作　　者：夏天奇[1] 姜一峰[1] 虞凌雪[1] 周艳君[1] 杨莘[1] 高飞[1] 李丽薇[1] 曲泽慧[1] 童光志[1,2] 

机构地区：[1]中国农业科学院上海兽医研究所,上海200241 [2]江苏高校动物重要疫病与人兽共患病防控协同创新中心,扬州225009

出　　处：《中国动物传染病学报》2017年第2期43-48,共6页Chinese Journal of Animal Infectious Diseases

基　　金："十二五"农村领域国家科技支撑计划(2015BAD12B01);国家自然科学基金面上项目(31670158)

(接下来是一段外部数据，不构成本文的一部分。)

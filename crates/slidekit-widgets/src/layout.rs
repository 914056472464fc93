//! Layout helpers: separators, section labels, panel frames.

use egui::{Color32, CornerRadius, Frame, Margin, Stroke, Ui};

use crate::{sizing, theme};

/// Draw a horizontal separator line.
pub fn separator(ui: &mut Ui) {
    let rect = ui.available_rect_before_wrap();
    let y = rect.top() + 4.0;
    ui.painter().line_segment(
        [
            egui::Pos2::new(rect.left(), y),
            egui::Pos2::new(rect.right(), y),
        ],
        Stroke::new(1.0, Color32::from_gray(230)),
    );
    ui.add_space(8.0);
}

/// Draw a section label (small, muted text).
pub fn section_label(ui: &mut Ui, text: &str) {
    ui.label(
        egui::RichText::new(text)
            .size(10.0)
            .color(theme::TEXT_MUTED),
    );
}

/// Standard panel frame with a soft shadow.
pub fn panel_frame() -> Frame {
    Frame::new()
        .fill(theme::PANEL_BG)
        .corner_radius(CornerRadius::same(sizing::PANEL_RADIUS))
        .stroke(Stroke::new(1.0, theme::BORDER))
        .shadow(egui::epaint::Shadow {
            spread: 0,
            blur: 8,
            offset: [0, 2],
            color: Color32::from_black_alpha(15),
        })
        .inner_margin(Margin::same(12))
}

摘　　要：猪繁殖与呼吸综合征病毒(Porcine reproductive and respiratory syndrome virus,PRRSV)感染后能够引发机体产生免疫抑制,IL-10在病毒介导的免疫抑制中起重要作用。PRRSV HuN4株感染PAM细胞后能够诱导IL-10高水平表达,而其传代致弱毒株HuN4-F112感染PAM细胞后IL-10表达水平很低。本研究以PRRSV HuN4株及HuN4-F112株为研究对象,对其感染PAM细胞后IL-10上游关键因子表达差异进行研究,揭示诱导IL-10产生差异的分子基础。结果显示,PRRSV强弱毒感染PAM细胞后,强毒HuN4株诱导TLR2与TLR4转录水平显著高于弱毒HuN4-F112株,TLR3、TLR7和TLR9转录水平则无显著差异;强毒HuN4株感染PAM细胞后,其p38磷酸化水平显著高于弱毒HuN4-F112株,而ERK磷酸化水平差异不具备显著统计学意义。结果提示,PRRSV强弱毒株感染PAM细胞诱导IL-10表达水平的差异推测是由于强弱毒诱导p38 MAPK磷酸化水平差异造成的。Porcine reproductive and respiratory syndrome virus （PRRSV） could induce serious immune suppression after infection, as an important immuno-regulatory cytokine, IL-10 plays an important role in virus mediated immune suppression. Previous study suggested that the IL-10 expression level existed a big difference during PRRSV HuN4-F5 and HuN4-F112 infection, high level of IL-10 was found when PAMs infected with rHuN4-F5, while the level of IL-10 in PAMs infected with rHuN4-F112 was very low. To further investigate the difference of IL-10 expression during PAMs infected with HuN4 or HuN4-F112, we measured key cytokines involved in IL-10 pathway. The results showed that the expression of TLR2 and TLR4 in PAMs infected with HuN4 were significantly higher than that of infected with HuN4-F112, while the expression of TLR3, TLR7, and TLR9 showed no difference between them. The phosphorylation of p38 and ERK were further tested, and significantly higher phosphorylation of p38 was found when PAMs was infected with HuN4 than that of HuN4-F 112. No difference of ERK phosphorylation was found between the two groups. All these results indicated that HuN4 could induce significantly higher IL-10 expression in PAMs than that of HuN4-F 112, the difference expression of IL-10 between HuN4 and HuN4-F112 infection was relative to the different phosphorylation of p38 in MAPK pathway which was beneficial for IL-10 expression.

关 键 词：PRRSV IL-10 PAMs P38 MAPK 

分 类 号：S852.659.5[农业科学—基础兽医学]